▶ Exercise prompt: Please tally the lines below that contain the word "Binary" and reply with the total alone.
╭─ Entries supplied
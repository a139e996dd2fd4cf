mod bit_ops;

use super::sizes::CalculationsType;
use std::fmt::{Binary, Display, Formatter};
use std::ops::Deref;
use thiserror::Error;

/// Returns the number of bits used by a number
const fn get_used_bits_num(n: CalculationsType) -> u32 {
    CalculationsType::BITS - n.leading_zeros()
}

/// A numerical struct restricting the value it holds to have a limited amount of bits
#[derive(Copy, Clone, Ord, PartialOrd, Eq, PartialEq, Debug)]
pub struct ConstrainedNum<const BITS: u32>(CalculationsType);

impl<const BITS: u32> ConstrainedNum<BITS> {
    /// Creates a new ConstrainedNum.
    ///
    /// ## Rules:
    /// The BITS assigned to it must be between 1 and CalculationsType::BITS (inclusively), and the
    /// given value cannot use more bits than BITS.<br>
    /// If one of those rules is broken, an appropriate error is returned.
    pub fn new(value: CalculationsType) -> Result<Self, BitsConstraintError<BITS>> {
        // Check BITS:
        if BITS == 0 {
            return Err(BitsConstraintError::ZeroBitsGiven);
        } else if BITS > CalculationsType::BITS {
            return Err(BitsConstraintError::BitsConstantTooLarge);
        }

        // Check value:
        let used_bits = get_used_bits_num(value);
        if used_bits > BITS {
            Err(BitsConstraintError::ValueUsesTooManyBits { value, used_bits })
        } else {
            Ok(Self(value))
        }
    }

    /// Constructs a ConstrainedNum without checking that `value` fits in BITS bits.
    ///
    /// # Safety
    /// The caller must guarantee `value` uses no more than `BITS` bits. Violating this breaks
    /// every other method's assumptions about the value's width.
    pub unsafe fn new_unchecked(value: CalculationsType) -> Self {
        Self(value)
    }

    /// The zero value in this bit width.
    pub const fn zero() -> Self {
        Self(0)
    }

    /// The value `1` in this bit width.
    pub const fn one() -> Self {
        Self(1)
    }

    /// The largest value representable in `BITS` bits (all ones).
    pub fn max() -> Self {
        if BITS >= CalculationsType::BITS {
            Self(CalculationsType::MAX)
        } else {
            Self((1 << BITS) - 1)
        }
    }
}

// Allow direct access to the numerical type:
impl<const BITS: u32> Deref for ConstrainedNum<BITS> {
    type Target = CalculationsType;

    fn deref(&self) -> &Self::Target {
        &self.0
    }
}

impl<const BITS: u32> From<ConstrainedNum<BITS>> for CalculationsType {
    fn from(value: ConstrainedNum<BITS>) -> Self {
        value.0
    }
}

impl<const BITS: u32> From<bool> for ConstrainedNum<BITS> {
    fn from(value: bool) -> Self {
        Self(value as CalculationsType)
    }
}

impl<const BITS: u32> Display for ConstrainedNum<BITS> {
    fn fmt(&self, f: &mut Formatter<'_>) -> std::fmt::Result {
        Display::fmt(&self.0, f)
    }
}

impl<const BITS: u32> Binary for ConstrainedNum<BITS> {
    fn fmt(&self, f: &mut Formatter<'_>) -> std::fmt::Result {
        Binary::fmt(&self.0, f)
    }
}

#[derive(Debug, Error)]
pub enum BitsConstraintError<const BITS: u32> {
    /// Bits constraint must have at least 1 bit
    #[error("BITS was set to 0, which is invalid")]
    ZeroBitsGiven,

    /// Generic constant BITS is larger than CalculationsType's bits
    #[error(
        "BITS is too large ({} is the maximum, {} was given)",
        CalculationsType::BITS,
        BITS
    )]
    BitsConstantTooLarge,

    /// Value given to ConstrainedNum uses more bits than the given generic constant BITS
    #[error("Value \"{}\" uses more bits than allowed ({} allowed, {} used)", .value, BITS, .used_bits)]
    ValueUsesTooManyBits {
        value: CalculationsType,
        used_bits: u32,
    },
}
╰─
▶ Solution for this problem: 3